TASK TO CARRY OUT =
Go through the listing below and say how many lines include "quantity". Give the number by itself.

THE RECORDS =
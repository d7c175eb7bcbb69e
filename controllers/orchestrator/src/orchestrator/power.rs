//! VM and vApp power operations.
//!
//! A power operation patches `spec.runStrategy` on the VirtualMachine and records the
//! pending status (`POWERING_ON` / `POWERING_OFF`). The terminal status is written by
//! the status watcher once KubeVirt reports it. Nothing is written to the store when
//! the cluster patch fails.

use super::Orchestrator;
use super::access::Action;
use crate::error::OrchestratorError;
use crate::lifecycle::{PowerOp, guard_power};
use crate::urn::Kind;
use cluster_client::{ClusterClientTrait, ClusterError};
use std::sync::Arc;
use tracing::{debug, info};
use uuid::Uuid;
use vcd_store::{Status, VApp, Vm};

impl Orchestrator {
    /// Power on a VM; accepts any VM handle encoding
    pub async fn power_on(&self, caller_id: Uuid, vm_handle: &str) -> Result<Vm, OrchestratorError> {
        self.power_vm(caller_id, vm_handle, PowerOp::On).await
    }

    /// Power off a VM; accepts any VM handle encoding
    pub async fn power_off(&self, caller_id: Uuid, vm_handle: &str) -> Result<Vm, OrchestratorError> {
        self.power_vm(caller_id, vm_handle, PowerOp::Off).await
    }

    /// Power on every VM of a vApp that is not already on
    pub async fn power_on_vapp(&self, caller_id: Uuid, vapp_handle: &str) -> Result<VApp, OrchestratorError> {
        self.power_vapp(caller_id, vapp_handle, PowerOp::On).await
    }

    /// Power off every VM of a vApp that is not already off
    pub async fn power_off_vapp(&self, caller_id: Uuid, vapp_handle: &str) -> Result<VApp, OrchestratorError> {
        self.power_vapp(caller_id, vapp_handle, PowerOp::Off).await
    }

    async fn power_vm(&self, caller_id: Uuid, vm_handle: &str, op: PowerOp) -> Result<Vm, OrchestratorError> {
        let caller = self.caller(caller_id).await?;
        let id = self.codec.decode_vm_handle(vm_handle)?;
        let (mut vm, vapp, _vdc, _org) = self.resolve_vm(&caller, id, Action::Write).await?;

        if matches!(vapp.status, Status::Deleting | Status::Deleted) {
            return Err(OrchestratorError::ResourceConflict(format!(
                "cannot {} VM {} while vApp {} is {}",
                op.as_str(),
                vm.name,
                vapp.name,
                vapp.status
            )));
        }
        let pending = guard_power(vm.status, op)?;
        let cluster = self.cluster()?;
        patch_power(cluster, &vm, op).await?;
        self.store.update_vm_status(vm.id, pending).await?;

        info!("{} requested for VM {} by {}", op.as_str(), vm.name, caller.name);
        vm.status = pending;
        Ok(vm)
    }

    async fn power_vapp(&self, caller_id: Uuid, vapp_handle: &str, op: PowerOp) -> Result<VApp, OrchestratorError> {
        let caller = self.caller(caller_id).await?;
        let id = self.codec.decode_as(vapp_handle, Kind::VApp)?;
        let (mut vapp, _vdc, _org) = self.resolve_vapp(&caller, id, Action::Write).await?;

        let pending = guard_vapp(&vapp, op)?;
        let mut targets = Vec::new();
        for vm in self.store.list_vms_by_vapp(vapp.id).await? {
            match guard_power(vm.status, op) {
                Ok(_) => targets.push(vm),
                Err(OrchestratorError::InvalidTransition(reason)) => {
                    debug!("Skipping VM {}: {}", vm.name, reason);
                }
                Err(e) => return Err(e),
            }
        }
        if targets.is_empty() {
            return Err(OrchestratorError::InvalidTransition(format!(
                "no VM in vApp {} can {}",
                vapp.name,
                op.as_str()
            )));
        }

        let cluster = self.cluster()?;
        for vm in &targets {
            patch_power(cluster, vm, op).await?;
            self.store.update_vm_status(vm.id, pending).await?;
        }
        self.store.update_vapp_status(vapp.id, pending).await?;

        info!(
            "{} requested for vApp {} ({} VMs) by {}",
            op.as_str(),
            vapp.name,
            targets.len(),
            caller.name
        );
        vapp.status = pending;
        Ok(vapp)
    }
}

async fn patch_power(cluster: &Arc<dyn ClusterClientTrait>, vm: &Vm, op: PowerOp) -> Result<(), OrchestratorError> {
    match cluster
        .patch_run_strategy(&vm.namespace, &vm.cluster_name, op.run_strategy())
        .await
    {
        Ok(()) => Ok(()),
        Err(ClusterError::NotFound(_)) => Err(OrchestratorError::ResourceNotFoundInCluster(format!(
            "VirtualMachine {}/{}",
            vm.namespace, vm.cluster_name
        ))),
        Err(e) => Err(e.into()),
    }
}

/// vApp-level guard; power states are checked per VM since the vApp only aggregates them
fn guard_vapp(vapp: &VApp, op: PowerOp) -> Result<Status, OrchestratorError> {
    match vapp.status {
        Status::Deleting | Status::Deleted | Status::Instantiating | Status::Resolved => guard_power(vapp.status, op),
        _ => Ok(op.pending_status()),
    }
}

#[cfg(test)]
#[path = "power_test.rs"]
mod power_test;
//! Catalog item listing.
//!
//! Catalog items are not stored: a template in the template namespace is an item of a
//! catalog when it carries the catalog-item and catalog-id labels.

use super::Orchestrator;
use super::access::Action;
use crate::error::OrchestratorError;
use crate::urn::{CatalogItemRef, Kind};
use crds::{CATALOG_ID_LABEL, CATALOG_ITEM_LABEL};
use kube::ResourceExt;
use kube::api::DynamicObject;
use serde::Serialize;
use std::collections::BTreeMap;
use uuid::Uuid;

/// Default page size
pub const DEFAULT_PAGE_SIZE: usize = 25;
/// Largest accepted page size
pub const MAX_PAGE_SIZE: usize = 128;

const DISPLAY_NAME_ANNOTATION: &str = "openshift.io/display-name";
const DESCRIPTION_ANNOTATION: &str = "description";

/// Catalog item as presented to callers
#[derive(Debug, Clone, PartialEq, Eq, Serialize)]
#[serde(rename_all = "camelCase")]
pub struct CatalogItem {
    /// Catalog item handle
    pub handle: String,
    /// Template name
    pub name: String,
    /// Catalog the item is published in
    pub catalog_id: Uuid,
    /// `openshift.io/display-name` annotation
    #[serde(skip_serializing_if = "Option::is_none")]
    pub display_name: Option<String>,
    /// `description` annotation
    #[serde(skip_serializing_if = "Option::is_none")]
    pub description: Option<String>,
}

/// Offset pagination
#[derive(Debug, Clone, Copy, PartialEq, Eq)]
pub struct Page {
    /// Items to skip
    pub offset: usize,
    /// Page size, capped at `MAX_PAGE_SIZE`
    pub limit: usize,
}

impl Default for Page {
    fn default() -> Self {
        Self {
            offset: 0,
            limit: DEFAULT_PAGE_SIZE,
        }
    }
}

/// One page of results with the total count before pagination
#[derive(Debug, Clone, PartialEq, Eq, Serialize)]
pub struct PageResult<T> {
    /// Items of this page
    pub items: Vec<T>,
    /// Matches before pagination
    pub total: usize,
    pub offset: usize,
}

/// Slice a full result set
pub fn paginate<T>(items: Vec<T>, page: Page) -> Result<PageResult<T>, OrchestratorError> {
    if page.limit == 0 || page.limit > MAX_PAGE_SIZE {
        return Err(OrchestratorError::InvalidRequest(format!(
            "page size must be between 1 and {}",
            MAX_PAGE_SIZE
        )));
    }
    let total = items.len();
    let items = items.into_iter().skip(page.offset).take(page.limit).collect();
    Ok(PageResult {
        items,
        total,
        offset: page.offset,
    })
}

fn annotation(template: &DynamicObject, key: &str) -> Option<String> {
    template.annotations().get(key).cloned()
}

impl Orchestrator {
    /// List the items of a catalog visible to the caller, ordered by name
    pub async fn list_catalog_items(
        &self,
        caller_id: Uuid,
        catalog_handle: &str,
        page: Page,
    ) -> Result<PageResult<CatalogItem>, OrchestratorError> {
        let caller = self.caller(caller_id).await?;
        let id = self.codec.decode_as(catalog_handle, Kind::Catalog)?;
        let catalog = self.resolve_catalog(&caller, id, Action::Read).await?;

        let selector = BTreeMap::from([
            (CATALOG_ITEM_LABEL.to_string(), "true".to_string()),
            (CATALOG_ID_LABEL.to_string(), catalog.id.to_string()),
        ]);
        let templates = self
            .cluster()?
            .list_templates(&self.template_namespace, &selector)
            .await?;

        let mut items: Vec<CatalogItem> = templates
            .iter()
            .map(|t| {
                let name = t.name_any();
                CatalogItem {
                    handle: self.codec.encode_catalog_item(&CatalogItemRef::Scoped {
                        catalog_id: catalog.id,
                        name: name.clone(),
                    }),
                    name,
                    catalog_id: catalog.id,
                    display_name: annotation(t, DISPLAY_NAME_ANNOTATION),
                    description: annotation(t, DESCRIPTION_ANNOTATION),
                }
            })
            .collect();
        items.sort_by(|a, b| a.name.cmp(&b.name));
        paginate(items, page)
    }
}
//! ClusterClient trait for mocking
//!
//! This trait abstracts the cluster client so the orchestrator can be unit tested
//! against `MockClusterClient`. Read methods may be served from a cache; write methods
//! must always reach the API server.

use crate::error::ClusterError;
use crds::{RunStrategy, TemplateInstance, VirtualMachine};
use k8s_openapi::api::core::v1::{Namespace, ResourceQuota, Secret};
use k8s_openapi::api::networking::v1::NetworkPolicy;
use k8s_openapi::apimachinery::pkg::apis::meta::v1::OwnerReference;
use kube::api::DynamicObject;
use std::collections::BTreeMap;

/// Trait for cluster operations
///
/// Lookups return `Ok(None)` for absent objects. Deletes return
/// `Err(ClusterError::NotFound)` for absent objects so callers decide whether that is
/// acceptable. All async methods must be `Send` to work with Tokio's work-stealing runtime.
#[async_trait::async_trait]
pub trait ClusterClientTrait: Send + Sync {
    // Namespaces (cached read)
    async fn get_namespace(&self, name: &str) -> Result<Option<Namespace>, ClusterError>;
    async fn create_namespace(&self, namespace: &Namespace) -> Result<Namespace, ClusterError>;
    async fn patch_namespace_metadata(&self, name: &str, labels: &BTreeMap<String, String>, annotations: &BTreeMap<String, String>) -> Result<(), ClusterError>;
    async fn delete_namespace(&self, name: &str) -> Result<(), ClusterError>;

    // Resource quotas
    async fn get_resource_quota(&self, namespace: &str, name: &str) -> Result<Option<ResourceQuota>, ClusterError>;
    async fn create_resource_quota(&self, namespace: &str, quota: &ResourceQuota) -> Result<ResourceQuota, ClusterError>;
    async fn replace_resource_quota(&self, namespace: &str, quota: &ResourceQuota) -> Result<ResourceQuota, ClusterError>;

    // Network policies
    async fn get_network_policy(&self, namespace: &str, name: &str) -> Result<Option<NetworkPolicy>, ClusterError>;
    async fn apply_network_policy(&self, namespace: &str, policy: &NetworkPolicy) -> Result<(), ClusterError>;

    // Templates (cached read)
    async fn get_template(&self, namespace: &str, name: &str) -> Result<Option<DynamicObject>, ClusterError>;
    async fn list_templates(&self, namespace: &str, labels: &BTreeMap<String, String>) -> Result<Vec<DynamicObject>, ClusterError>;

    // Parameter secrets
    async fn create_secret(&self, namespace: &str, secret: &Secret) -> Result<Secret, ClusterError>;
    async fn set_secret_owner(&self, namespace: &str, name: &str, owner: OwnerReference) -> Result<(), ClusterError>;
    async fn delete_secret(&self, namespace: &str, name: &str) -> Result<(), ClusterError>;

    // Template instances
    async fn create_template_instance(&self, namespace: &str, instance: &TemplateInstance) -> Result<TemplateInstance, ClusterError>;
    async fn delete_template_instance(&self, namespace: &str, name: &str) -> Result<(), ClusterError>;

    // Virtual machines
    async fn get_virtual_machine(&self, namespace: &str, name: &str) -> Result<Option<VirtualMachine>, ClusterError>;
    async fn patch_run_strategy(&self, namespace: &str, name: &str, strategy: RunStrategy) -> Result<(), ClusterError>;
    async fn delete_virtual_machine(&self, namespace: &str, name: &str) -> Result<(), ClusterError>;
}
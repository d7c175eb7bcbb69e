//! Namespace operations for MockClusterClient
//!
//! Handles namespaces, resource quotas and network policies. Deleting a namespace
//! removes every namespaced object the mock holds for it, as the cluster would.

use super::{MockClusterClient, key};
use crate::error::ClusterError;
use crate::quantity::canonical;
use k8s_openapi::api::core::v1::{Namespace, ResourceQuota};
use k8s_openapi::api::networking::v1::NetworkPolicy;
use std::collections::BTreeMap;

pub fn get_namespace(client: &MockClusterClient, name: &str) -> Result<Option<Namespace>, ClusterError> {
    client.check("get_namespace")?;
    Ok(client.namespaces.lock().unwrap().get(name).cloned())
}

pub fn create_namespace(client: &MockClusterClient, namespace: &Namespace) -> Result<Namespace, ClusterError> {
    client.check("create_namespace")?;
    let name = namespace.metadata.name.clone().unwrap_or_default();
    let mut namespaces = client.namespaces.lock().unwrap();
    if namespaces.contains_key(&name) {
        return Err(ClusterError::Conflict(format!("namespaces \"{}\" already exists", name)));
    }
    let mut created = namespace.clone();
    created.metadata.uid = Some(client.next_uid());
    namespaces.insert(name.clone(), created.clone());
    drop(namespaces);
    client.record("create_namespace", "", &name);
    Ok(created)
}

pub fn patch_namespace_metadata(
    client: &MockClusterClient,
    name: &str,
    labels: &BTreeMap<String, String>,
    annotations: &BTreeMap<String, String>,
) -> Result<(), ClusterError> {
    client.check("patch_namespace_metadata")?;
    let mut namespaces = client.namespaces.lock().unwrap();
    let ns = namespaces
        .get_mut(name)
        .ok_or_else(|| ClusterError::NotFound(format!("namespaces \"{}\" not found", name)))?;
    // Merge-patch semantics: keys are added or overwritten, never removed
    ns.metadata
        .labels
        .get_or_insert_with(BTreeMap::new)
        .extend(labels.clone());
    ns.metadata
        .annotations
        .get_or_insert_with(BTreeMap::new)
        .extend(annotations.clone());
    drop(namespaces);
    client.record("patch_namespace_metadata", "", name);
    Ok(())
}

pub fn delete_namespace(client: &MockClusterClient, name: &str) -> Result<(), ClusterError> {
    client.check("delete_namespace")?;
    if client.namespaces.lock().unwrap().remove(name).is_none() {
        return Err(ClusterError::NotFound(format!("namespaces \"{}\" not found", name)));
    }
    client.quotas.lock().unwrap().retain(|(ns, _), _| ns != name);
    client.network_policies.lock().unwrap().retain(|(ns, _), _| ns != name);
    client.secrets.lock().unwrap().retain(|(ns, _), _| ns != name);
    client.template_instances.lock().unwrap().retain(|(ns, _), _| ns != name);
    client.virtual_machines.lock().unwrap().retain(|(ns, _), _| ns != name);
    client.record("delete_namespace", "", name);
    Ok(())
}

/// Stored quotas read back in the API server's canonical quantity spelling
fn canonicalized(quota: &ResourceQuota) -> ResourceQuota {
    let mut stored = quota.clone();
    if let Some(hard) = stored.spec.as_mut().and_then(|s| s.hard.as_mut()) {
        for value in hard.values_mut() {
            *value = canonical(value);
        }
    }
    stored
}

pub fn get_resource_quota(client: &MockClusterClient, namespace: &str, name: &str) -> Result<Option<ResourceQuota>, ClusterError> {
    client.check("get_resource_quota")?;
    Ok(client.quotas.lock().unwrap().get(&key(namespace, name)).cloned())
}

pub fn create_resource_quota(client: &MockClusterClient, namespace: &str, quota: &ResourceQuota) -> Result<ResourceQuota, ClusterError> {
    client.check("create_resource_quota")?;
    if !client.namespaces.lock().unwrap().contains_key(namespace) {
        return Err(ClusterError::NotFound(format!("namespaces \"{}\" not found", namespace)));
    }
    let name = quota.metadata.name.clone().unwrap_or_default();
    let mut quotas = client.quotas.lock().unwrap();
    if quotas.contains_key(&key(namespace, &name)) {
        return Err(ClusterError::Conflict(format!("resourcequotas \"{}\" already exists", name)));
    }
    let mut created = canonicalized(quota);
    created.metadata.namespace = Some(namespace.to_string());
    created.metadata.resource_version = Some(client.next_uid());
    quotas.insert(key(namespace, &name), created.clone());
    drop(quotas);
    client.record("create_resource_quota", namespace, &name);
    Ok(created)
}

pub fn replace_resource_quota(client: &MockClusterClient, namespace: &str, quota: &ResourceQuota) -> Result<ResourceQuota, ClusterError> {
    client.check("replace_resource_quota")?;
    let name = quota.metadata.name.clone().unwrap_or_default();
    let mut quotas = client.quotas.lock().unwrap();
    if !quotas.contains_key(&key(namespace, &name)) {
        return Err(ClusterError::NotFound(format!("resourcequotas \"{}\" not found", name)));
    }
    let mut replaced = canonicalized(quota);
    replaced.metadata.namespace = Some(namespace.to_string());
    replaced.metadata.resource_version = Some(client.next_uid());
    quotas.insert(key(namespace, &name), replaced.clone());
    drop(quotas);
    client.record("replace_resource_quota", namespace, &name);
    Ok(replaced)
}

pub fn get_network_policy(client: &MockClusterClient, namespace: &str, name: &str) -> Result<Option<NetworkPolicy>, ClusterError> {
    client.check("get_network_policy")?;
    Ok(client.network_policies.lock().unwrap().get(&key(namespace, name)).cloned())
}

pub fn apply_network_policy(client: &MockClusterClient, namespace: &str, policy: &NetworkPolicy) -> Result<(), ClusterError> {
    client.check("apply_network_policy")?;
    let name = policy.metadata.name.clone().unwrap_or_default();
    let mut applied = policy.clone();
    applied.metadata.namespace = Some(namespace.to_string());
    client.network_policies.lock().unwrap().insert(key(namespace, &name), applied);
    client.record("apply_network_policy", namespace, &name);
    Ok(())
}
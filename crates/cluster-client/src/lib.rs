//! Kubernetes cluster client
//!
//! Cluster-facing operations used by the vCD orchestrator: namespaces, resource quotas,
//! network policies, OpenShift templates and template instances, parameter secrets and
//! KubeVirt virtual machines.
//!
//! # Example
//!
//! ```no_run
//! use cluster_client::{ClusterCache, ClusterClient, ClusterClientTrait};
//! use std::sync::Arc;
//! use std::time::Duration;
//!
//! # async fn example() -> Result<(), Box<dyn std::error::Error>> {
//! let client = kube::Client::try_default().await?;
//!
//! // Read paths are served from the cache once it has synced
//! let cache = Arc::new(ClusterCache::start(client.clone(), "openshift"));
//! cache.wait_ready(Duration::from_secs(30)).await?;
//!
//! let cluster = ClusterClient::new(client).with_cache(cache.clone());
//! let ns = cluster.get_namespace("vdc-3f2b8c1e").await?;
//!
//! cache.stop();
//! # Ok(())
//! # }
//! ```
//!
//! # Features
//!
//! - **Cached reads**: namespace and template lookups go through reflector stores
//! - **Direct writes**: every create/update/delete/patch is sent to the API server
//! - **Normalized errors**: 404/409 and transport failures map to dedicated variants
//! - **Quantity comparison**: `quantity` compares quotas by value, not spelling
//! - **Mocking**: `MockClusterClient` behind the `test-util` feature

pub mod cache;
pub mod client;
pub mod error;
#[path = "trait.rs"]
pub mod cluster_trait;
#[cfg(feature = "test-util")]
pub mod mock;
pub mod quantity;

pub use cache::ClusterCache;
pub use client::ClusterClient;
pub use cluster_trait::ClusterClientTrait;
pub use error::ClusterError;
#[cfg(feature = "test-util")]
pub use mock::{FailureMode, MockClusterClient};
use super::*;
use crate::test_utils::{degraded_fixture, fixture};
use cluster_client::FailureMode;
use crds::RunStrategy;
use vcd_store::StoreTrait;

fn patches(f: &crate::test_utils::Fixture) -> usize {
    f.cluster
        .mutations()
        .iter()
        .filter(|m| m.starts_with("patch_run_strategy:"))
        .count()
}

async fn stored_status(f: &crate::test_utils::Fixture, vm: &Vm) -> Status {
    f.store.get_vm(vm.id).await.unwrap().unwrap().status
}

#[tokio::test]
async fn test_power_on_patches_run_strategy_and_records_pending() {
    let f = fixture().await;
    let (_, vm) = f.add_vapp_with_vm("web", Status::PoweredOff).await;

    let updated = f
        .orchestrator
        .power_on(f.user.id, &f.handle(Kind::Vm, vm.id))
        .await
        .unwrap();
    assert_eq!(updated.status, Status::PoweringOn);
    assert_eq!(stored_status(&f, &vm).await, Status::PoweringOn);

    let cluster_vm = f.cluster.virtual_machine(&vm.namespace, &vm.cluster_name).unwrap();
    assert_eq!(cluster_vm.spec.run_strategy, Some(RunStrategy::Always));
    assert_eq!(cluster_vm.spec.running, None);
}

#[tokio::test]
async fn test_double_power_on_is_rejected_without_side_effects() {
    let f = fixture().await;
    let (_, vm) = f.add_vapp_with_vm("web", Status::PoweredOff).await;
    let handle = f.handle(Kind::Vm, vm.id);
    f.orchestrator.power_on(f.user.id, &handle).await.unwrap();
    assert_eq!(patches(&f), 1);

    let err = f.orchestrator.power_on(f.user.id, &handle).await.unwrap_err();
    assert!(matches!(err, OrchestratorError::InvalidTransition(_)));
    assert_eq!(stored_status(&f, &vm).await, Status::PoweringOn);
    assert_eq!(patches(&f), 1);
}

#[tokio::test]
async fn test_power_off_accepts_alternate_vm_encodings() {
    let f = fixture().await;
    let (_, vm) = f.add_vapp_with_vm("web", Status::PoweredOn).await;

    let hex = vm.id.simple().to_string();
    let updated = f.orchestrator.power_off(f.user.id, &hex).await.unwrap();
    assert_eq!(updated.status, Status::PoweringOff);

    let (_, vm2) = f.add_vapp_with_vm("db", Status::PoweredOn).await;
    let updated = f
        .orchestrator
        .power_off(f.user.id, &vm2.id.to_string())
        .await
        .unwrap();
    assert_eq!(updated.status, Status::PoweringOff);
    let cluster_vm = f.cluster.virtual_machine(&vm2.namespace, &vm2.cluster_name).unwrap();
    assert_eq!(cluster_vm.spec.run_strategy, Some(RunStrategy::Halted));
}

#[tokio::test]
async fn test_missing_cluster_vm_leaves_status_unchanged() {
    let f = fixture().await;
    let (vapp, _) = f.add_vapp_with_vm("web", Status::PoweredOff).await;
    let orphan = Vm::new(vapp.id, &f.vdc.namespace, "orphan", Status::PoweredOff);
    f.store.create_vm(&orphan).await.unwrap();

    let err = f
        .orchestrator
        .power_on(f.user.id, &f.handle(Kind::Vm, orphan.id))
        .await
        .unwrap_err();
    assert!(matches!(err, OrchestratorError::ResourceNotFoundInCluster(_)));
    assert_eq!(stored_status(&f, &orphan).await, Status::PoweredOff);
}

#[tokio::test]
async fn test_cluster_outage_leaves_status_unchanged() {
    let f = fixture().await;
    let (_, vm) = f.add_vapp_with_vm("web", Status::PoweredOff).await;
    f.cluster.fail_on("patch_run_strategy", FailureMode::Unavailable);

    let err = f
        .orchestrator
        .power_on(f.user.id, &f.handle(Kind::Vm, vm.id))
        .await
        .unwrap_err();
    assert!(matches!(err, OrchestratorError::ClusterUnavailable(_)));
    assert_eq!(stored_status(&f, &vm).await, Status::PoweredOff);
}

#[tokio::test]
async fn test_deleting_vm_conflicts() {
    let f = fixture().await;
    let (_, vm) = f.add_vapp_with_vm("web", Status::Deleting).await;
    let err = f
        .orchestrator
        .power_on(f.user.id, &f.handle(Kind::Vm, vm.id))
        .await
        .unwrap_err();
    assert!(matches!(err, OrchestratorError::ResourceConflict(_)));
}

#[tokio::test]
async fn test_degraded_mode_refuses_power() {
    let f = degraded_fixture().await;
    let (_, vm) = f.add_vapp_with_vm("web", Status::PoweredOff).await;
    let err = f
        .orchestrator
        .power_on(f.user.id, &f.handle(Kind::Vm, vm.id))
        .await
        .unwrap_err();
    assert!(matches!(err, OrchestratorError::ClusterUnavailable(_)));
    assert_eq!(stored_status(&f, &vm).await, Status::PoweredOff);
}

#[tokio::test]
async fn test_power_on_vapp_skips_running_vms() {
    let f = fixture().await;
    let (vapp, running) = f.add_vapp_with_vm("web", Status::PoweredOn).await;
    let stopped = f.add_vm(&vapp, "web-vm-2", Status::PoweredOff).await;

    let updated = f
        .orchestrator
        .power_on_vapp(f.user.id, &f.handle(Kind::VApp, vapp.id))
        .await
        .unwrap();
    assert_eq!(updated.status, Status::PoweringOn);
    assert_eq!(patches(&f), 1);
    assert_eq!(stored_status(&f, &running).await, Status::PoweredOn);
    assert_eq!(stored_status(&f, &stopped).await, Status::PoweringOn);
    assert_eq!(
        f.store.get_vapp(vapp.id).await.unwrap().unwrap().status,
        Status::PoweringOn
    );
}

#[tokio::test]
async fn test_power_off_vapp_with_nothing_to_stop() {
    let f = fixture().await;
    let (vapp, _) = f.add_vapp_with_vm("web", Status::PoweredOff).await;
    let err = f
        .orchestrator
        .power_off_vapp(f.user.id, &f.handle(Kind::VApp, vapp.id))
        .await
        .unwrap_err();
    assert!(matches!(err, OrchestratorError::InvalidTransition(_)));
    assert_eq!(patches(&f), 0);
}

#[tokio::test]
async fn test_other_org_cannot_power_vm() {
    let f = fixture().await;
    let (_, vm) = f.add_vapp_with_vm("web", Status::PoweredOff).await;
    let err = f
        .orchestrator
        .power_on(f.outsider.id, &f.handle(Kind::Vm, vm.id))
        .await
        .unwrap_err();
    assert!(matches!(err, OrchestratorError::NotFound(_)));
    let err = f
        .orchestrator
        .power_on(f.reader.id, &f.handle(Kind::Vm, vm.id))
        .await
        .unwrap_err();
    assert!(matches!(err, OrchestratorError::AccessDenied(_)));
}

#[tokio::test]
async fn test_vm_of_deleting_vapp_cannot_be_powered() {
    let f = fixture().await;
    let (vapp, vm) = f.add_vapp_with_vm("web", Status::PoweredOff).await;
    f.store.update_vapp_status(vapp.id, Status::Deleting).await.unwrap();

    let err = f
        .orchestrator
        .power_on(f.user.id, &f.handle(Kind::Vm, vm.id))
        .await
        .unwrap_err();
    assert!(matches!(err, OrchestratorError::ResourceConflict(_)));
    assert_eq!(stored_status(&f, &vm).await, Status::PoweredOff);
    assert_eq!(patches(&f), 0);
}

SOLVED PROBLEM =
4